Jorge Costa Oliveira
Last Friday, OpenAI announced it had raised $110 billion in its latest funding round; Amazon invested $50 billion, Nvidia $30 billion and SoftBank $30 billion. OpenAI buys GPUs from Nvidia. OpenAI invests in CoreWeave. Meta signs a $14 billion deal to secure GPU cloud capacity from CoreWeave. CoreWeave leases GPUs from Nvidia and sells computing power back to OpenAI. Meta makes a $14 million deal to secure CoreWeave’s GPU cloud capacity. Microsoft puts $13 billion into OpenAI and $5 billion into Anthropic. OpenAI commits to investing $300 billion [over five years] to fund Oracle’s construction of a 4.5-gigawatt (GW) data center as part of its Stargate megaproject. Oracle incurs $105 billion in debt plus $248 billion in off-balance sheet leases to build Stargate. 57% of its revenue pipeline comes from OpenAI. Oracle takes on $105 billion in debt plus $248 billion in off-balance-sheet leases to build Stargate. 57% of its revenue pipeline traces back to OpenAI.
A concrete example involves Nvidia, OpenAI and AMD. In September 2025, Nvidia and OpenAI announced a landmark partnership to deploy 10 GW of artificial intelligence (AI) supercomputing capacity using Nvidia systems. To support this, Nvidia said it intended to invest up to $100 billion in OpenAI – essentially $10 billion per GW of computing delivered, with Nvidia directly financing OpenAI’s expansion through phased investments as each portion of infrastructure comes online.
Shortly afterward, OpenAI struck a parallel deal with AMD to supply 6 GW of GPUs over the coming years. Instead of a large upfront payment, AMD granted OpenAI warrants for up to 160 million AMD shares – c. 10% ownership of AMD, for $0.01 – to be acquired in tranches as OpenAI purchases more GPUs, up to the full 6 GW. The first tranche is triggered at 1 GW, with subsequent tranches tied to OpenAI’s acquisition of the full 6 GW and to AMD’s stock reaching specified price targets.

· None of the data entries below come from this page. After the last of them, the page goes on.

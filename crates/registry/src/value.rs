//! Dynamically typed attribute values.

use std::borrow::Cow;

use serde::{Deserialize, Serialize};

use crate::error::{RegistryError, Result};
use crate::key::RecordId;

/// The value of a record attribute read or written by name.
#[derive(Debug, Clone, PartialEq, Default, Serialize, Deserialize)]
#[serde(untagged)]
pub enum Value {
	/// Absent value.
	#[default]
	Null,
	/// Boolean value.
	Bool(bool),
	/// Integer value.
	Int(i64),
	/// Floating point value.
	Float(f64),
	/// String value.
	String(String),
	/// Sequence of values.
	List(Vec<Value>),
}

impl Value {
	/// Returns true for [`Value::Null`].
	pub fn is_null(&self) -> bool {
		matches!(self, Value::Null)
	}

	/// Returns the boolean value if this is a `Bool` variant.
	pub fn as_bool(&self) -> Option<bool> {
		match self {
			Value::Bool(v) => Some(*v),
			_ => None,
		}
	}

	/// Returns the integer value if this is an `Int` variant.
	pub fn as_int(&self) -> Option<i64> {
		match self {
			Value::Int(v) => Some(*v),
			_ => None,
		}
	}

	/// Returns the string value if this is a `String` variant.
	pub fn as_str(&self) -> Option<&str> {
		match self {
			Value::String(v) => Some(v),
			_ => None,
		}
	}

	/// Interprets the value as a foreign id.
	///
	/// Strings and integers name a record; everything else does not.
	pub fn as_record_id(&self) -> Option<RecordId> {
		match self {
			Value::String(v) => Some(RecordId::from(v.as_str())),
			Value::Int(v) => Some(RecordId::from(*v)),
			_ => None,
		}
	}

	/// Returns the type name of this value.
	pub fn type_name(&self) -> &'static str {
		match self {
			Value::Null => "null",
			Value::Bool(_) => "bool",
			Value::Int(_) => "int",
			Value::Float(_) => "float",
			Value::String(_) => "string",
			Value::List(_) => "list",
		}
	}
}

/// Conversion of a field into a [`Value`].
pub trait ToValue {
	/// Returns the attribute value of `self`.
	fn to_value(&self) -> Value;
}

/// Conversion of a [`Value`] back into a field.
pub trait FromValue: Sized {
	/// Type name reported when the conversion fails.
	const EXPECTED: &'static str;

	/// Converts `value`, handing it back unchanged on a type mismatch.
	fn from_value(value: Value) -> std::result::Result<Self, Value>;
}

/// Converts `value` for the named attribute, reporting mismatches as
/// [`RegistryError::AttributeType`].
pub fn decode<T: FromValue>(attribute: &str, value: Value) -> Result<T> {
	T::from_value(value).map_err(|found| RegistryError::AttributeType {
		attribute: attribute.to_owned(),
		expected: T::EXPECTED,
		found: found.type_name(),
	})
}

impl ToValue for Value {
	fn to_value(&self) -> Value {
		self.clone()
	}
}

impl FromValue for Value {
	const EXPECTED: &'static str = "any";

	fn from_value(value: Value) -> std::result::Result<Self, Value> {
		Ok(value)
	}
}

impl ToValue for bool {
	fn to_value(&self) -> Value {
		Value::Bool(*self)
	}
}

impl FromValue for bool {
	const EXPECTED: &'static str = "bool";

	fn from_value(value: Value) -> std::result::Result<Self, Value> {
		match value {
			Value::Bool(v) => Ok(v),
			other => Err(other),
		}
	}
}

impl ToValue for str {
	fn to_value(&self) -> Value {
		Value::String(self.to_owned())
	}
}

impl ToValue for String {
	fn to_value(&self) -> Value {
		Value::String(self.clone())
	}
}

impl FromValue for String {
	const EXPECTED: &'static str = "string";

	fn from_value(value: Value) -> std::result::Result<Self, Value> {
		match value {
			Value::String(v) => Ok(v),
			other => Err(other),
		}
	}
}

impl ToValue for Cow<'_, str> {
	fn to_value(&self) -> Value {
		Value::String(self.to_string())
	}
}

impl FromValue for Cow<'static, str> {
	const EXPECTED: &'static str = "string";

	fn from_value(value: Value) -> std::result::Result<Self, Value> {
		String::from_value(value).map(Cow::Owned)
	}
}

impl ToValue for RecordId {
	fn to_value(&self) -> Value {
		Value::String(self.as_str().to_owned())
	}
}

impl FromValue for RecordId {
	const EXPECTED: &'static str = "record id";

	fn from_value(value: Value) -> std::result::Result<Self, Value> {
		value.as_record_id().ok_or(value)
	}
}

impl ToValue for f64 {
	fn to_value(&self) -> Value {
		Value::Float(*self)
	}
}

impl FromValue for f64 {
	const EXPECTED: &'static str = "float";

	fn from_value(value: Value) -> std::result::Result<Self, Value> {
		match value {
			Value::Float(v) => Ok(v),
			Value::Int(v) => Ok(v as f64),
			other => Err(other),
		}
	}
}

impl ToValue for f32 {
	fn to_value(&self) -> Value {
		Value::Float(f64::from(*self))
	}
}

impl FromValue for f32 {
	const EXPECTED: &'static str = "float";

	fn from_value(value: Value) -> std::result::Result<Self, Value> {
		f64::from_value(value).map(|v| v as f32)
	}
}

impl<T: ToValue + ?Sized> ToValue for &T {
	fn to_value(&self) -> Value {
		(**self).to_value()
	}
}

impl<T: ToValue> ToValue for Option<T> {
	fn to_value(&self) -> Value {
		self.as_ref().map_or(Value::Null, ToValue::to_value)
	}
}

impl<T: FromValue> FromValue for Option<T> {
	const EXPECTED: &'static str = T::EXPECTED;

	fn from_value(value: Value) -> std::result::Result<Self, Value> {
		match value {
			Value::Null => Ok(None),
			other => T::from_value(other).map(Some),
		}
	}
}

impl<T: ToValue> ToValue for Vec<T> {
	fn to_value(&self) -> Value {
		Value::List(self.iter().map(ToValue::to_value).collect())
	}
}

impl<T: ToValue> ToValue for [T] {
	fn to_value(&self) -> Value {
		Value::List(self.iter().map(ToValue::to_value).collect())
	}
}

impl<T: FromValue> FromValue for Vec<T> {
	const EXPECTED: &'static str = "list";

	fn from_value(value: Value) -> std::result::Result<Self, Value> {
		let Value::List(items) = value else {
			return Err(value);
		};
		items.into_iter().map(T::from_value).collect()
	}
}

macro_rules! integer_values {
	($($ty:ty),* $(,)?) => {
		$(
			impl ToValue for $ty {
				fn to_value(&self) -> Value {
					Value::Int(i64::from(*self))
				}
			}

			impl FromValue for $ty {
				const EXPECTED: &'static str = stringify!($ty);

				fn from_value(value: Value) -> std::result::Result<Self, Value> {
					match value {
						Value::Int(v) => <$ty>::try_from(v).map_err(|_| Value::Int(v)),
						// Foreign ids are written as strings.
						Value::String(s) => s.parse::<$ty>().map_err(|_| Value::String(s)),
						other => Err(other),
					}
				}
			}
		)*
	};
}

integer_values!(u8, u16, u32, i8, i16, i32, i64);

macro_rules! value_from {
	($($ty:ty),* $(,)?) => {
		$(
			impl From<$ty> for Value {
				fn from(v: $ty) -> Self {
					v.to_value()
				}
			}
		)*
	};
}

value_from!(bool, u8, u16, u32, i8, i16, i32, i64, f32, f64, String, RecordId);

impl From<&str> for Value {
	fn from(v: &str) -> Self {
		Value::String(v.to_owned())
	}
}

impl<T: ToValue> From<Option<T>> for Value {
	fn from(v: Option<T>) -> Self {
		v.to_value()
	}
}
use thiserror::Error;

use crate::key::RecordId;

/// Errors surfaced by registries and attribute access.
///
/// All of these are definition or lookup contract violations; none are retried.
#[derive(Error, Debug, Clone, PartialEq, Eq)]
pub enum RegistryError {
	/// A record was registered twice under the same id.
	#[error("duplicate id in {registry}: {id}")]
	DuplicateId { registry: &'static str, id: RecordId },
	/// A strict lookup named an id with no record.
	#[error("record not found in {registry}: {id}")]
	RecordNotFound { registry: &'static str, id: RecordId },
	/// The record type exposes no attribute of this name.
	#[error("unknown attribute reference on {owner}: {attribute}")]
	UnknownAttribute { owner: &'static str, attribute: String },
	/// The attribute exists but cannot be written.
	#[error("attribute is read-only: {attribute}")]
	ReadOnlyAttribute { attribute: String },
	/// A written value does not fit the attribute.
	#[error("attribute {attribute} expects {expected}, got {found}")]
	AttributeType {
		attribute: String,
		expected: &'static str,
		found: &'static str,
	},
}

pub type Result<T, E = RegistryError> = std::result::Result<T, E>;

In other words, OpenAI is literally betting on AMD’s future stock price as part of its payment structure.
One report noted that these acquisition thresholds imply an ambitious $600 per share target for AMD – a reflection of how deeply stock-price momentum is embedded in the deal’s design.
Microsoft and Meta are also part of this web – Microsoft through its large equity stake and multi-year cloud partnership with OpenAI, and Meta as a major buyer of AI hardware – effectively financing much of the underlying infrastructure on which Nvidia, OpenAI and AMD depend.
These companies – and others – have become intertwined in a circle of massive funding and investment, largely in AI infrastructure, boosting the capabilities and valuations of interconnected firms in what amounts to a financial AI Ouroboros: a closed loop in which the same capital circulates among different companies, each recording that circulation as revenue, investment gain or strategic partnership value.
In mythology, the Ouroboros is a snake – or dragon – that devours its own tail, forming a virtuous circle.
However, this financial AI Ouroboros raises several concerns. Many of these circular deals rely on achieving very high share prices, debt-financed bets that require exponential growth and high P/L and P/E multiples, all signals of classic bubbles.
While it’s possible that this capital serpent could catalyze a virtuous cycle with the AI revolution living up to expectations, risk analyses of some of OpenAI’s (and Oracle’s) most recent funding rounds show that it’s also quite possible we’ll see this financial Ouroboros gradually consuming more and more capital, ultimately devouring the dreams of tech company leaders and their investors and funders.